December 20, 2020 at 9:59 pm
SQL 2008 R2 service pack1
SQL server not accepting connection
error in event log
A timeout (30000 milliseconds) was reached while waiting for a transaction response from the MSSQLSERVER service.
error in sql server errorlog
Using 'dbghelp.dll' version '4.0.5'
**Dump thread - spid = 0, EC = 0x0000000000000000
* BEGIN STACK DUMP:
* A fatal error occurred in .NET Framework runtime.
December 21, 2020 at 7:25 pm
First, I'd be looking at getting onto a newer SP for SQL 2008 R2... that thing is pretty old and out of mainstream support.
Next, I'd be asking a few questions:
1 - when did this start happening?
2 - how often does this error come up?
3 - is there a pattern with the error?
The first question helps address what you are looking FOR. If this worked in the past without issue for a while but suddenly has errors, the problem is that something changed. Determine what changed and undo that change (my guess - .NET was updated in a windows update). If it has always thrown this error or you are certain no changes happened on the server before the error started being thrown, are you on a compatible version of Windows for SQL 2008 R2?

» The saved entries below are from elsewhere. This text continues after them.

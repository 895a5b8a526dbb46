// repo-backup: Directory-to-Git Backup Tool
//
// SPDX-FileCopyrightText: 2026 Romeo Ahmed
// SPDX-License-Identifier: GPL-3.0-or-later

//! Parsing of `git status --porcelain` (v1) output.
//!
//! Paths with special characters arrive C-quoted (`"caf\303\251.txt"`);
//! they are decoded back to the on-disk name.

/// Two-letter codes git uses for unmerged paths.
pub const UNMERGED_CODES: [&str; 7] = ["DD", "AU", "UD", "UA", "DU", "AA", "UU"];

/// Codes whose working-tree file still holds conflict content worth keeping.
const PRESERVABLE_CODES: [&str; 4] = ["UU", "AA", "AU", "UA"];

/// One line of porcelain status.
#[derive(Debug, Clone, PartialEq, Eq)]
pub struct StatusEntry {
    pub code: String,
    pub path: String,
}

impl StatusEntry {
    /// Parse a single `XY path` line. Renames keep the destination path.
    #[must_use]
    pub fn parse(line: &str) -> Option<Self> {
        if line.len() < 4 || !line.is_char_boundary(2) || !line.is_char_boundary(3) {
            return None;
        }
        let (code, rest) = line.split_at(2);
        let path = rest[1..]
            .rsplit_once(" -> ")
            .map_or(&rest[1..], |(_, to)| to);
        let path = unquote(path)?;
        if path.is_empty() {
            return None;
        }
        Some(Self {
            code: code.to_string(),
            path,
        })
    }

    #[must_use]
    pub fn is_unmerged(&self) -> bool {
        UNMERGED_CODES.contains(&self.code.as_str())
    }

    /// Both sides (or one side) still have content in the working tree.
    #[must_use]
    pub fn is_preservable(&self) -> bool {
        PRESERVABLE_CODES.contains(&self.code.as_str())
    }
}

/// Decode git's C-style path quoting. Unquoted paths are returned as is.
///
/// Returns `None` for a quoted path that ends mid-escape.
#[must_use]
pub fn unquote(path: &str) -> Option<String> {
    let Some(inner) = path
        .strip_prefix('"')
        .and_then(|rest| rest.strip_suffix('"'))
    else {
        return Some(path.to_string());
    };

    let mut bytes = Vec::with_capacity(inner.len());
    let mut chars = inner.chars();
    while let Some(c) = chars.next() {
        if c != '\\' {
            let mut buf = [0; 4];
            bytes.extend_from_slice(c.encode_utf8(&mut buf).as_bytes());
            continue;
        }
        let escaped = match chars.next()? {
            'a' => 0x07,
            'b' => 0x08,
            't' => b'\t',
            'n' => b'\n',
            'v' => 0x0b,
            'f' => 0x0c,
            'r' => b'\r',
            digit @ '0'..='3' => {
                let mut value = digit.to_digit(8)?;
                for _ in 0..2 {
                    value = value * 8 + chars.next()?.to_digit(8)?;
                }
                u8::try_from(value).ok()?
            }
            other => u8::try_from(other).ok()?,
        };
        bytes.push(escaped);
    }
    Some(String::from_utf8_lossy(&bytes).into_owned())
}

/// Parse full porcelain output, skipping malformed lines.
#[must_use]
pub fn parse(output: &str) -> Vec<StatusEntry> {
    output.lines().filter_map(StatusEntry::parse).collect()
}

/// Unmerged entries in `output`.
#[must_use]
pub fn conflicts(output: &str) -> Vec<StatusEntry> {
    parse(output)
        .into_iter()
        .filter(StatusEntry::is_unmerged)
        .collect()
}
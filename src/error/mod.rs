// repo-backup: Directory-to-Git Backup Tool
//
// SPDX-FileCopyrightText: 2026 Romeo Ahmed
// SPDX-License-Identifier: GPL-3.0-or-later

//! Error handling module.
//!
//! ```text
//!                BackupError (~24 bytes)
//!                       |
//!   +------+------+-----+-----+------+-----+------+----+
//!   |      |      |     |     |      |     |      |    |
//!   v      v      v     v     v      v     v      v    v
//! Bail   Cfg    Auth  Repo  Subm   Sync   Git  Publ  Proc/Io/Other
//!        Box    Box   Box   Box    Box    Box  Box   Box<..>
//!
//! Sub-errors:
//!   Config     MissingKey, InvalidValue, ConflictingCredentials
//!   Auth       PublicKeyFile, KeyLoad, Connect, Rejected, Timeout
//!   Repo       CreateDir, Step
//!   Submodule  NotARepository, MissingRemoteUrl, Link
//!   Sync       Traversal
//!   Git        CommandFailed, Gix
//!   Publish    Stage, Commit, Conflict, PullFailed,
//!              ForcePushDeclined, PushExhausted
//! ```

use thiserror::Error;

/// Convenience alias for `anyhow::Result`.
pub type Result<T> = anyhow::Result<T>;

/// Result type using [`BackupError`].
pub type BackupResult<T> = std::result::Result<T, BackupError>;

/// Top-level application error type.
///
/// All sub-errors are boxed to keep this enum at ~24 bytes on the stack.
#[derive(Debug, Error)]
pub enum BackupError {
    /// Fatal error that should terminate the current operation.
    #[error("fatal error: {0}")]
    Bailed(Box<str>),

    /// Configuration error.
    #[error("config error: {0}")]
    Config(#[from] Box<ConfigError>),

    /// Authentication setup or pre-flight failed.
    #[error("authentication error: {0}")]
    Auth(#[from] Box<AuthError>),

    /// Repository lifecycle setup failed.
    #[error("repository init error: {0}")]
    Repo(#[from] Box<RepoError>),

    /// Nested repository could not be linked.
    #[error("submodule error: {0}")]
    Submodule(#[from] Box<SubmoduleError>),

    /// File synchronization failed.
    #[error("sync error: {0}")]
    Sync(#[from] Box<SyncError>),

    /// Git operation failed.
    #[error("git error: {0}")]
    Git(#[from] Box<GitError>),

    /// Commit/publish pipeline failed.
    #[error("publish error: {0}")]
    Publish(#[from] Box<PublishError>),

    /// Process execution error.
    #[error("process error: {0}")]
    Process(#[from] Box<ProcessError>),

    /// I/O error.
    #[error("io error: {0}")]
    Io(Box<std::io::Error>),

    /// Generic error with message.
    #[error("{0}")]
    Other(Box<str>),
}

/// Create a fatal [`BackupError::Bailed`].
pub fn bail_out(message: impl Into<String>) -> BackupError {
    BackupError::Bailed(message.into().into_boxed_str())
}

// --- From implementations for boxing ---

/// Macro to generate `From` implementations that box the source error.
macro_rules! impl_from_boxed {
    ($($error:ty => $variant:ident),+ $(,)?) => {
        $(
            impl From<$error> for BackupError {
                fn from(err: $error) -> Self {
                    BackupError::$variant(Box::new(err))
                }
            }
        )+
    };
}

impl_from_boxed! {
    ConfigError => Config,
    AuthError => Auth,
    RepoError => Repo,
    SubmoduleError => Submodule,
    SyncError => Sync,
    GitError => Git,
    PublishError => Publish,
    ProcessError => Process,
    std::io::Error => Io,
}

// --- Gix Errors ---

/// Wrapper for gix-specific errors.
#[derive(Debug, Error)]
pub enum GixError {
    /// Failed to open repository.
    #[error("failed to open repository: {0}")]
    Open(#[from] Box<gix::open::Error>),

    /// Failed to get HEAD reference.
    #[error("failed to resolve head: {0}")]
    Head(String),
}

// --- Git Errors ---

/// Git operation errors.
#[derive(Debug, Error)]
pub enum GitError {
    /// Git command exited with a non-zero status.
    #[error("git command failed: {command} - {stderr}")]
    CommandFailed {
        command: String,
        stderr: String,
        stdout: String,
    },

    /// Error from gix library.
    #[error("gix error: {0}")]
    Gix(#[from] GixError),

    /// Path could not be passed to git.
    #[error("invalid path for git: {0}")]
    InvalidPath(String),
}

impl GitError {
    /// Captured diagnostic output (stderr followed by stdout).
    #[must_use]
    pub fn diagnostics(&self) -> String {
        match self {
            Self::CommandFailed { stderr, stdout, .. } => {
                if stdout.is_empty() {
                    stderr.clone()
                } else if stderr.is_empty() {
                    stdout.clone()
                } else {
                    format!("{stderr}\n{stdout}")
                }
            }
            other => other.to_string(),
        }
    }
}

// --- Config Errors ---

/// Configuration-related errors.
#[derive(Debug, Error)]
pub enum ConfigError {
    /// Missing required configuration key.
    #[error("missing required config key '{key}' in section '[{section}]'")]
    MissingKey { section: String, key: String },

    /// Invalid configuration value.
    #[error("invalid value for '{key}' in section '[{section}]': {message}")]
    InvalidValue {
        section: String,
        key: String,
        message: String,
    },

    /// Both key-based and token-based credentials were supplied.
    #[error("key-based and token-based credentials are mutually exclusive")]
    ConflictingCredentials,

    /// Source directory is unusable.
    #[error("invalid source '{path}': {reason}")]
    InvalidSource { path: String, reason: String },

    /// Home directory could not be determined.
    #[error("could not determine the home directory")]
    NoHomeDirectory,
}

// --- Auth Errors ---

/// Authentication errors.
#[derive(Debug, Error)]
pub enum AuthError {
    /// A public key was given where a private key is required.
    #[error("cannot use public key '{path}' for ssh authentication")]
    PublicKeyFile { path: String },

    /// Private key could not be read or decoded.
    #[error("failed to load private key '{path}': {message}")]
    KeyLoad { path: String, message: String },

    /// TCP connection or ssh handshake failed.
    #[error("ssh connection to {host} failed: {message}")]
    Connect { host: String, message: String },

    /// Server refused the key.
    #[error("ssh authentication to {host} rejected for key '{path}'")]
    Rejected { host: String, path: String },

    /// Handshake did not finish in time.
    #[error("ssh connection to {host} timed out after {timeout_secs} seconds")]
    Timeout { host: String, timeout_secs: u64 },

    /// Credential record could not be written.
    #[error("failed to write credential record: {0}")]
    CredentialStore(#[source] std::io::Error),

    /// No private key found in the default locations.
    #[error("no ssh key given and none found in ~/.ssh")]
    NoDefaultKey,
}

// --- Repository Errors ---

/// Repository initialization errors.
#[derive(Debug, Error)]
pub enum RepoError {
    /// Repository directory could not be created.
    #[error("failed to create repository directory '{path}': {source}")]
    CreateDir {
        path: String,
        #[source]
        source: std::io::Error,
    },

    /// A mandatory initialization step failed.
    #[error("initialization step '{step}' failed: {message}")]
    Step { step: &'static str, message: String },
}

// --- Submodule Errors ---

/// Submodule linking errors (non-fatal to a backup).
#[derive(Debug, Error)]
pub enum SubmoduleError {
    /// The expected location is not a git repository.
    #[error("target directory '{path}' is not a git repository")]
    NotARepository { path: String },

    /// The nested repository has no origin URL.
    #[error("no remote URL found in existing repository '{path}'")]
    MissingRemoteUrl { path: String },

    /// `git submodule add` failed.
    #[error("failed to link submodule '{path}': {message}")]
    Link { path: String, message: String },
}

// --- Sync Errors ---

/// File synchronization errors.
#[derive(Debug, Error)]
pub enum SyncError {
    /// Directory traversal failed; fatal to the sync pass.
    #[error("failed to traverse '{path}': {message}")]
    Traversal { path: String, message: String },
}

// --- Publish Errors ---

/// Commit and publish pipeline errors.
#[derive(Debug, Error)]
pub enum PublishError {
    /// Staging changes failed.
    #[error("failed to stage changes: {0}")]
    Stage(String),

    /// Commit failed for a reason other than "nothing to commit".
    #[error("commit failed: {0}")]
    Commit(String),

    /// Fetch or revision lookup failed.
    #[error("failed to sync with remote: {0}")]
    Remote(String),

    /// Pull produced merge conflicts; conflicted files were preserved.
    #[error("merge conflicts detected in {count} file(s)")]
    Conflict { count: usize },

    /// A conflicted file could not be copied aside; the working tree was
    /// left unresolved instead of being reset.
    #[error("failed to preserve conflicted file '{path}': {message}")]
    Preserve { path: String, message: String },

    /// Pull failed without conflicts and policy forbids pushing.
    #[error("pull failed: {0}")]
    PullFailed(String),

    /// Force push was declined after a failed push.
    #[error("push cancelled: force push declined")]
    ForcePushDeclined,

    /// All push attempts failed.
    #[error("failed to push changes after {attempts} attempts: {message}")]
    PushExhausted { attempts: u32, message: String },
}

// --- Process Errors ---

/// Process execution errors.
#[derive(Debug, Error)]
pub enum ProcessError {
    /// Executable not found in PATH.
    #[error("executable not found: '{name}' (not in PATH)")]
    ExecutableNotFound { name: String },

    /// Failed to spawn process.
    #[error("failed to spawn process '{command}': {source}")]
    SpawnFailed {
        command: String,
        #[source]
        source: std::io::Error,
    },
}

Question 2 is more to identify if you can do a work-around to the problem. If the error happens on average once every 2 weeks, you could implement a short-term workaround while you try to solve the root cause by rebooting the server every week.
Question 3 is to see if MAYBE there is a scheduled process that is causing it to crash. This may be something like an antivirus scan locking the database files causing it to crash OR a SQL agent task that is causing the crash.

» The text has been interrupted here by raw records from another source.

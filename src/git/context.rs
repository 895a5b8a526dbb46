// repo-backup: Directory-to-Git Backup Tool
//
// SPDX-FileCopyrightText: 2026 Romeo Ahmed
// SPDX-License-Identifier: GPL-3.0-or-later

//! Per-invocation git settings.
//!
//! ```text
//! GitContext
//!   overrides  -> git -c key=value ...   (never written to any config file)
//!   env        -> child environment
//! ```
//!
//! Every git process the backup spawns receives the same context, so the
//! ssh command, credential helper, identity and merge strategy exist only
//! for the lifetime of one backup.

use crate::config::types::GitConfig;

/// Configuration and environment threaded into every git call.
#[derive(Debug, Clone, Default, PartialEq, Eq)]
pub struct GitContext {
    overrides: Vec<(String, String)>,
    env: Vec<(String, String)>,
}

impl GitContext {
    #[must_use]
    pub fn new() -> Self {
        Self::default()
    }

    /// Base context for a backup: identity from config and a merging pull.
    #[must_use]
    pub fn from_config(git: &GitConfig) -> Self {
        let mut ctx = Self::new().with_config("pull.rebase", "false");
        if let Some(name) = &git.user_name {
            ctx = ctx.with_config("user.name", name);
        }
        if let Some(email) = &git.user_email {
            ctx = ctx.with_config("user.email", email);
        }
        ctx
    }

    /// Adds (or replaces) a `-c key=value` override.
    #[must_use]
    pub fn with_config(mut self, key: impl Into<String>, value: impl Into<String>) -> Self {
        let key = key.into();
        let value = value.into();
        match self.overrides.iter_mut().find(|(k, _)| *k == key) {
            Some(entry) => entry.1 = value,
            None => self.overrides.push((key, value)),
        }
        self
    }

    /// Adds (or replaces) an environment variable.
    #[must_use]
    pub fn with_env(mut self, key: impl Into<String>, value: impl Into<String>) -> Self {
        let key = key.into();
        let value = value.into();
        match self.env.iter_mut().find(|(k, _)| *k == key) {
            Some(entry) => entry.1 = value,
            None => self.env.push((key, value)),
        }
        self
    }

    /// Layers `other` on top of `self`; later values win.
    #[must_use]
    pub fn merged(mut self, other: &Self) -> Self {
        for (k, v) in &other.overrides {
            self = self.with_config(k.clone(), v.clone());
        }
        for (k, v) in &other.env {
            self = self.with_env(k.clone(), v.clone());
        }
        self
    }

    #[must_use]
    pub fn config_value(&self, key: &str) -> Option<&str> {
        self.overrides
            .iter()
            .find(|(k, _)| k == key)
            .map(|(_, v)| v.as_str())
    }

    #[must_use]
    pub fn overrides(&self) -> &[(String, String)] {
        &self.overrides
    }

    #[must_use]
    pub fn env(&self) -> &[(String, String)] {
        &self.env
    }

    /// Leading `-c key=value` arguments for a git command line.
    #[must_use]
    pub fn config_args(&self) -> Vec<String> {
        self.overrides
            .iter()
            .flat_map(|(k, v)| ["-c".to_string(), format!("{k}={v}")])
            .collect()
    }
}

/// Replaces `user:secret@` in any URL inside `text` with `***@`.
#[must_use]
pub fn redact_credentials(text: &str) -> String {
    let mut out = String::with_capacity(text.len());
    let mut rest = text;
    while let Some(scheme) = rest.find("://") {
        let (head, tail) = rest.split_at(scheme + 3);
        out.push_str(head);
        let authority_end = tail.find(['/', ' ', '\n']).unwrap_or(tail.len());
        match tail[..authority_end].rfind('@') {
            Some(at) => {
                out.push_str("***");
                rest = &tail[at..];
            }
            None => rest = tail,
        }
    }
    out.push_str(rest);
    out
}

Seeing a STACK DUMP in the SQL Server Error Log though makes me think that the problem is most likely caused by either SQL Server 2008 R2 running on too new (or too old) of a Windows Version, or you need to install a newer SP to fix a known bug.

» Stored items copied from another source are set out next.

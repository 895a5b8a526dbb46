// repo-backup: Directory-to-Git Backup Tool
//
// SPDX-FileCopyrightText: 2026 Romeo Ahmed
// SPDX-License-Identifier: GPL-3.0-or-later

//! Logging infrastructure using the `tracing` ecosystem.
//!
//! ```text
//! init_logging(&LogConfig)
//!        |
//!        v
//!    registry
//!    |       |
//!    v       v
//! Console   File (optional)
//! EnvFilter EnvFilter
//! ANSI      non_blocking, text or JSON lines
//!        |
//!        v
//!    LogGuard (flush on drop)
//!
//! LogLevel:  0=OFF  1=ERROR  2=WARN  3=INFO
//!            4=DEBUG  5=TRACE  6=DUMP(+git, russh)
//! ```

use anyhow::Context;
use bon::Builder;
use serde::{Deserialize, Serialize};
use std::fs::File;
use std::path::Path;
use tracing::Subscriber;
use tracing_appender::non_blocking::WorkerGuard;
use tracing_subscriber::registry::LookupSpan;
use tracing_subscriber::{EnvFilter, Layer, fmt, layer::SubscriberExt, util::SubscriberInitExt};

use crate::error::{ConfigError, Result};

type BoxedLayer<S> = Box<dyn Layer<S> + Send + Sync + 'static>;

/// Verbosity 0..=6 as written in config files and on the command line.
#[derive(Debug, Clone, Copy, PartialEq, Eq, Serialize, Deserialize)]
#[serde(try_from = "u8", into = "u8")]
pub struct LogLevel(u8);

impl Default for LogLevel {
    fn default() -> Self {
        Self::INFO
    }
}

impl LogLevel {
    pub const SILENT: Self = Self(0);
    pub const ERROR: Self = Self(1);
    pub const WARN: Self = Self(2);
    pub const INFO: Self = Self(3);
    pub const DEBUG: Self = Self(4);
    pub const TRACE: Self = Self(5);
    pub const DUMP: Self = Self(6);

    /// # Errors
    ///
    /// Returns `ConfigError::InvalidValue` above 6.
    pub fn new(level: u8) -> std::result::Result<Self, ConfigError> {
        Self::from_u8(level).ok_or_else(|| ConfigError::InvalidValue {
            section: "global".to_string(),
            key: "log_level".to_string(),
            message: format!("log level must be 0-6, got {level}"),
        })
    }

    #[must_use]
    pub const fn as_u8(&self) -> u8 {
        self.0
    }

    #[must_use]
    pub const fn from_u8(level: u8) -> Option<Self> {
        if level <= Self::DUMP.0 {
            Some(Self(level))
        } else {
            None
        }
    }

    /// `EnvFilter` directive for this level.
    ///
    /// Below DUMP, dependency crates are capped at `warn` so the backup log
    /// stays readable.
    #[must_use]
    pub const fn to_filter_string(self) -> &'static str {
        match self.0 {
            0 => "off",
            1 => "error",
            2 => "warn",
            3 => "warn,repo_backup=info",
            4 => "warn,repo_backup=debug",
            5 => "warn,repo_backup=trace",
            _ => "trace",
        }
    }

    fn filter(self) -> EnvFilter {
        EnvFilter::new(self.to_filter_string())
    }
}

impl TryFrom<u8> for LogLevel {
    type Error = ConfigError;

    fn try_from(value: u8) -> std::result::Result<Self, Self::Error> {
        Self::new(value)
    }
}

impl From<LogLevel> for u8 {
    fn from(level: LogLevel) -> Self {
        level.0
    }
}

#[derive(Debug, Clone, Builder)]
pub struct LogConfig {
    #[builder(setters(name = with_console_level), default = LogLevel::INFO)]
    console_level: LogLevel,
    #[builder(setters(name = with_file_level), default = LogLevel::DEBUG)]
    file_level: LogLevel,
    #[builder(setters(name = with_log_file))]
    log_file: Option<String>,
    /// Write the file log as JSON lines instead of text.
    #[builder(setters(name = with_json_file), default = false)]
    json_file: bool,
}

impl Default for LogConfig {
    fn default() -> Self {
        Self::builder().build()
    }
}

impl LogConfig {
    #[must_use]
    pub const fn console_level(&self) -> LogLevel {
        self.console_level
    }

    #[must_use]
    pub const fn file_level(&self) -> LogLevel {
        self.file_level
    }

    #[must_use]
    pub fn log_file(&self) -> Option<&str> {
        self.log_file.as_deref()
    }

    #[must_use]
    pub const fn json_file(&self) -> bool {
        self.json_file
    }
}

/// Keeps the file writer thread alive; pending records are flushed on drop.
pub struct LogGuard {
    _file_guard: Option<WorkerGuard>,
}

/// Opens `path` for appending, creating missing parent directories.
///
/// Successive backups share one log file.
pub(crate) fn open_log_file(path: &Path) -> Result<File> {
    if let Some(parent) = path.parent()
        && !parent.as_os_str().is_empty()
    {
        std::fs::create_dir_all(parent)
            .with_context(|| format!("failed to create log directory {}", parent.display()))?;
    }
    std::fs::OpenOptions::new()
        .create(true)
        .append(true)
        .open(path)
        .with_context(|| format!("failed to open log file {}", path.display()))
}

fn console_layer<S>(level: LogLevel) -> BoxedLayer<S>
where
    S: Subscriber + for<'a> LookupSpan<'a>,
{
    fmt::layer()
        .with_writer(std::io::stderr)
        .with_target(false)
        .with_ansi(true)
        .with_filter(level.filter())
        .boxed()
}

fn file_layer<S>(config: &LogConfig, path: &Path) -> Result<(BoxedLayer<S>, WorkerGuard)>
where
    S: Subscriber + for<'a> LookupSpan<'a>,
{
    let (writer, guard) = tracing_appender::non_blocking(open_log_file(path)?);
    let base = fmt::layer().with_writer(writer).with_ansi(false);
    let layer = if config.json_file() {
        base.json().with_filter(config.file_level().filter()).boxed()
    } else {
        base.with_filter(config.file_level().filter()).boxed()
    };
    Ok((layer, guard))
}

/// Installs the global subscriber.
///
/// Console records go to stderr; stdout carries only the outcome line or
/// the JSON report.
///
/// # Errors
///
/// Returns an error if the log file or its directory cannot be created.
///
/// # Example
///
/// ```no_run
/// use repo_backup::logging::{init_logging, LogConfig, LogLevel};
///
/// let config = LogConfig::builder()
///     .with_console_level(LogLevel::WARN)
///     .with_log_file("backup.log".to_string())
///     .build();
///
/// let _guard = init_logging(&config)?;
/// tracing::info!("only in backup.log");
/// # Ok::<(), anyhow::Error>(())
/// ```
pub fn init_logging(config: &LogConfig) -> Result<LogGuard> {
    let (file, file_guard) = match config.log_file() {
        Some(path) => {
            let (layer, guard) = file_layer(config, Path::new(path))?;
            (Some(layer), Some(guard))
        }
        None => (None, None),
    };

    tracing_subscriber::registry()
        .with(console_layer(config.console_level()))
        .with(file)
        .init();

    Ok(LogGuard {
        _file_guard: file_guard,
    })
}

My next steps would be to replicate the server as closely as possible on a test server, replicate the stack dump, install newer SP's and/or update SQL to a supported version (2017 or newer). Do this in test so you can make sure the problem is solved AND no new problems crop up and then repeat in live.
The above is all just my opinion on what you should do.
As with all advice you find on a random internet forum - you shouldn't blindly follow it. Always test on a test server to see if there is negative side effects before making changes to live!
I recommend you NEVER run "random code" you found online on any system you care about UNLESS you understand and can verify the code OR you don't care if the code trashes your system.